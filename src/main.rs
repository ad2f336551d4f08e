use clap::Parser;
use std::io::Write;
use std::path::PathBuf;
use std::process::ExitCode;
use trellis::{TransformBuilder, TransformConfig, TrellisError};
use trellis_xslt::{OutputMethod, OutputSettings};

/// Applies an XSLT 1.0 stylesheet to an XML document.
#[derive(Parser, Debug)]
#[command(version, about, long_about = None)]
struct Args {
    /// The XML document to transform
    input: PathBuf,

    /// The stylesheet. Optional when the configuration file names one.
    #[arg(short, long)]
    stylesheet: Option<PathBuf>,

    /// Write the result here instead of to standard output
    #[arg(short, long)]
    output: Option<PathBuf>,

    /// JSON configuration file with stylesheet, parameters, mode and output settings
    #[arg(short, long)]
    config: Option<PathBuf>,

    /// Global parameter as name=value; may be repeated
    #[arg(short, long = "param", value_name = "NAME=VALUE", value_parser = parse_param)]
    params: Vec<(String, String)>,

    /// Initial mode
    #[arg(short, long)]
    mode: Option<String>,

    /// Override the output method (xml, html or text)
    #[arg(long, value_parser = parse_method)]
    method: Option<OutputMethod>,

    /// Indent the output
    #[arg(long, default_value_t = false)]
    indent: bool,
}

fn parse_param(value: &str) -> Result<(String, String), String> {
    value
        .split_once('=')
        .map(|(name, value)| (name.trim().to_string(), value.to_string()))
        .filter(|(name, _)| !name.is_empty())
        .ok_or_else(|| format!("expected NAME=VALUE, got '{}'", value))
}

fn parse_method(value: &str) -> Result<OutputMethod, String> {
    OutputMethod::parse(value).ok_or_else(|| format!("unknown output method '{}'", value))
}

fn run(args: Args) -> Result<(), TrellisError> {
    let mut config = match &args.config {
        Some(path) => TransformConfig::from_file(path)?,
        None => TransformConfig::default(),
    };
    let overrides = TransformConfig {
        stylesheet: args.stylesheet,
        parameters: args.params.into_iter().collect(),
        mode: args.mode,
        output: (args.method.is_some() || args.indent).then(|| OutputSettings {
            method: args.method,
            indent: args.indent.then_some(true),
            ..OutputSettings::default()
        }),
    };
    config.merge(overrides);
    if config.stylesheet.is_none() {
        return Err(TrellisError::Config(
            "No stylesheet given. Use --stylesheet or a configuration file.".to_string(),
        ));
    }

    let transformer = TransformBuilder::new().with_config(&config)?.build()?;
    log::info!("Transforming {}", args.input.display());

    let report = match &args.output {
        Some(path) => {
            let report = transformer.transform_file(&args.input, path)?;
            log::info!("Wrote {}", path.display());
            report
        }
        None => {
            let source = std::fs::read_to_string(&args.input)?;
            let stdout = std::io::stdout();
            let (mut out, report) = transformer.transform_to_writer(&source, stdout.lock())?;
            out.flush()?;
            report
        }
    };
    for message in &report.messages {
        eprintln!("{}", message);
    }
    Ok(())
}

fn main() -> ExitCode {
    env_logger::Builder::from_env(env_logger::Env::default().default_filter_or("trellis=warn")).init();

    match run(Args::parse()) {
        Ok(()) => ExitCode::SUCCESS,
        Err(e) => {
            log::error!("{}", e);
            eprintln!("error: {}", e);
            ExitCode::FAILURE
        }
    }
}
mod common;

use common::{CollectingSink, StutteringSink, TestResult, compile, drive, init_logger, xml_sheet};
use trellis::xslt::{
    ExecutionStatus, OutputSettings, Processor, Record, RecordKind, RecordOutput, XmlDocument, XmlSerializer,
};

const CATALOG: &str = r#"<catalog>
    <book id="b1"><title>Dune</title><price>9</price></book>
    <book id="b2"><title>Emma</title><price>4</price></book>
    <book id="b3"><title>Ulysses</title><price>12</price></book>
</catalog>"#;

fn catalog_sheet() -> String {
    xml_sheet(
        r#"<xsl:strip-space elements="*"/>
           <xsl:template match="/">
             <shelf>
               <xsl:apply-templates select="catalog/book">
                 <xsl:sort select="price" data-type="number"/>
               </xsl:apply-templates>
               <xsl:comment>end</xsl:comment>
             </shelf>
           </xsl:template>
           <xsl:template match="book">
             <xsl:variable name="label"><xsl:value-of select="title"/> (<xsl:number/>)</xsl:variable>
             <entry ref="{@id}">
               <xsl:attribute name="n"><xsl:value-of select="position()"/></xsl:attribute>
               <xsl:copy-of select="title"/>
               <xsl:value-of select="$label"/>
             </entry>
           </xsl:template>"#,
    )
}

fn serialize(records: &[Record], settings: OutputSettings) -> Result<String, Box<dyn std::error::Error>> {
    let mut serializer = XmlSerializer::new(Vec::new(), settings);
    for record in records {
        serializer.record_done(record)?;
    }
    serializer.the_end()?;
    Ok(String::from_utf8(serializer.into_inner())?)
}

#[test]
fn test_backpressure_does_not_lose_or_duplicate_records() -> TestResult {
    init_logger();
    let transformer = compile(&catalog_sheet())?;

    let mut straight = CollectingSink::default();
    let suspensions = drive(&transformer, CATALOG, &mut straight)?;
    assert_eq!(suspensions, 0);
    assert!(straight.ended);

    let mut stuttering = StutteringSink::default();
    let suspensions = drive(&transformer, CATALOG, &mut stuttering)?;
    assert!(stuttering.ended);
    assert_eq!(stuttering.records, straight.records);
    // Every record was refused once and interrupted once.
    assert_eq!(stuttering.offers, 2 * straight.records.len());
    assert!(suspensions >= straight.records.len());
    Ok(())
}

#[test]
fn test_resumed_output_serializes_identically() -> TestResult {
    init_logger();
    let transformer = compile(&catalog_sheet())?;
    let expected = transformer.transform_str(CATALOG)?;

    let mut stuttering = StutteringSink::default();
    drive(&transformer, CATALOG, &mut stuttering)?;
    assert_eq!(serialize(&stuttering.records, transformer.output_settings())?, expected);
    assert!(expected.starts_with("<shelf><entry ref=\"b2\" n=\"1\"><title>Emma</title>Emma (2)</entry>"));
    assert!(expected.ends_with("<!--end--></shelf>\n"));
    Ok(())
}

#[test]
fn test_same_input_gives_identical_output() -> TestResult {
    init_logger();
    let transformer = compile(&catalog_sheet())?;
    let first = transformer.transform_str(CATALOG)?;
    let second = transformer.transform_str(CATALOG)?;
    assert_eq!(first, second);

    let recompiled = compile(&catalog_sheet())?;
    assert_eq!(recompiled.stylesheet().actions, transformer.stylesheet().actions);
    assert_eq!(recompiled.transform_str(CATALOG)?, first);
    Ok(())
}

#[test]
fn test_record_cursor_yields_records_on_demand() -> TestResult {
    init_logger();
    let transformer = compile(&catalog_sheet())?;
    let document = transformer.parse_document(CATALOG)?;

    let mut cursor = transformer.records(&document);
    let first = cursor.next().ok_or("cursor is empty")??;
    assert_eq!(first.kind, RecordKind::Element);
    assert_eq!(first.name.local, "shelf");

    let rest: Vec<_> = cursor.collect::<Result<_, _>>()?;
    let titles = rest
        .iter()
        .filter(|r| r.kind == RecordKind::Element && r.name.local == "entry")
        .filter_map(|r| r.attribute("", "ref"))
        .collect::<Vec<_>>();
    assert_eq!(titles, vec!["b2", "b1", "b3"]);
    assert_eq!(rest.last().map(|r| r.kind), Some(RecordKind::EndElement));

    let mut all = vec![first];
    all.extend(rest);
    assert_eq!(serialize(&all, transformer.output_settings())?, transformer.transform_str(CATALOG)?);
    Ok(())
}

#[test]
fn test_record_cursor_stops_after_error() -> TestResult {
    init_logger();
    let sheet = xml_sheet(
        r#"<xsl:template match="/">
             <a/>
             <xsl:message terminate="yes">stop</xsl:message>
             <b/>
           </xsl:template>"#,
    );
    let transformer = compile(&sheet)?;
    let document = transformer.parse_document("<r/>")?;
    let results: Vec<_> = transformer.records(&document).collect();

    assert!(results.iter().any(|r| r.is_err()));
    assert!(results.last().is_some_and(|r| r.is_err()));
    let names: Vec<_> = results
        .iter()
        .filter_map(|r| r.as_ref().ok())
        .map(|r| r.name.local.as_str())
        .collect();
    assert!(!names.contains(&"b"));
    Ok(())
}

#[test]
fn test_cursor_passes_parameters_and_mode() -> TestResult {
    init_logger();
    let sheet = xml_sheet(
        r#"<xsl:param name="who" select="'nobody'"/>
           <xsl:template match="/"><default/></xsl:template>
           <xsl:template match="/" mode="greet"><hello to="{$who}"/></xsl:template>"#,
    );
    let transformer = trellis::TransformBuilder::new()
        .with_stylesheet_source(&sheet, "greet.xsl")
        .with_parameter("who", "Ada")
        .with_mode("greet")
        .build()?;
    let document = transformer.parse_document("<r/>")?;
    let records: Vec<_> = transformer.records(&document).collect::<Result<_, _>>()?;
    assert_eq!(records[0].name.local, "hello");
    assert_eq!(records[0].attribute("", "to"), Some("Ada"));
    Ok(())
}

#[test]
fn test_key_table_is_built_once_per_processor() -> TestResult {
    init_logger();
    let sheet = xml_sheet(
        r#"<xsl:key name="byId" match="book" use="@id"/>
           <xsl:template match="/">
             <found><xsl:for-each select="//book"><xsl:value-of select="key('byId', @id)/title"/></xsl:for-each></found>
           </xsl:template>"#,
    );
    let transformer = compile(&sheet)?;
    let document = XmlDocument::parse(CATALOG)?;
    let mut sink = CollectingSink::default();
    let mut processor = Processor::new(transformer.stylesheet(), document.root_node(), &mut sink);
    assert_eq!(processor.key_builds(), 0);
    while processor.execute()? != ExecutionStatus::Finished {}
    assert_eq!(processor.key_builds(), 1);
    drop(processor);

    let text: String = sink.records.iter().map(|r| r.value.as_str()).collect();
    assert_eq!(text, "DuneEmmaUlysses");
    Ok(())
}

• TASK DESCRIPTION:
Scan the listing above. Gather each line that contains the word "book".

• REPLY TO THE TASK:
    <book id="b1"><title>Dune</title><price>9</price></book>
    <book id="b2"><title>Emma</title><price>4</price></book>
    <book id="b3"><title>Ulysses</title><price>12</price></book>
               <xsl:apply-templates select="catalog/book">
           <xsl:template match="book">
        r#"<xsl:key name="byId" match="book" use="@id"/>
             <found><xsl:for-each select="//book"><xsl:value-of select="key('byId', @id)/title"/></xsl:for-each></found>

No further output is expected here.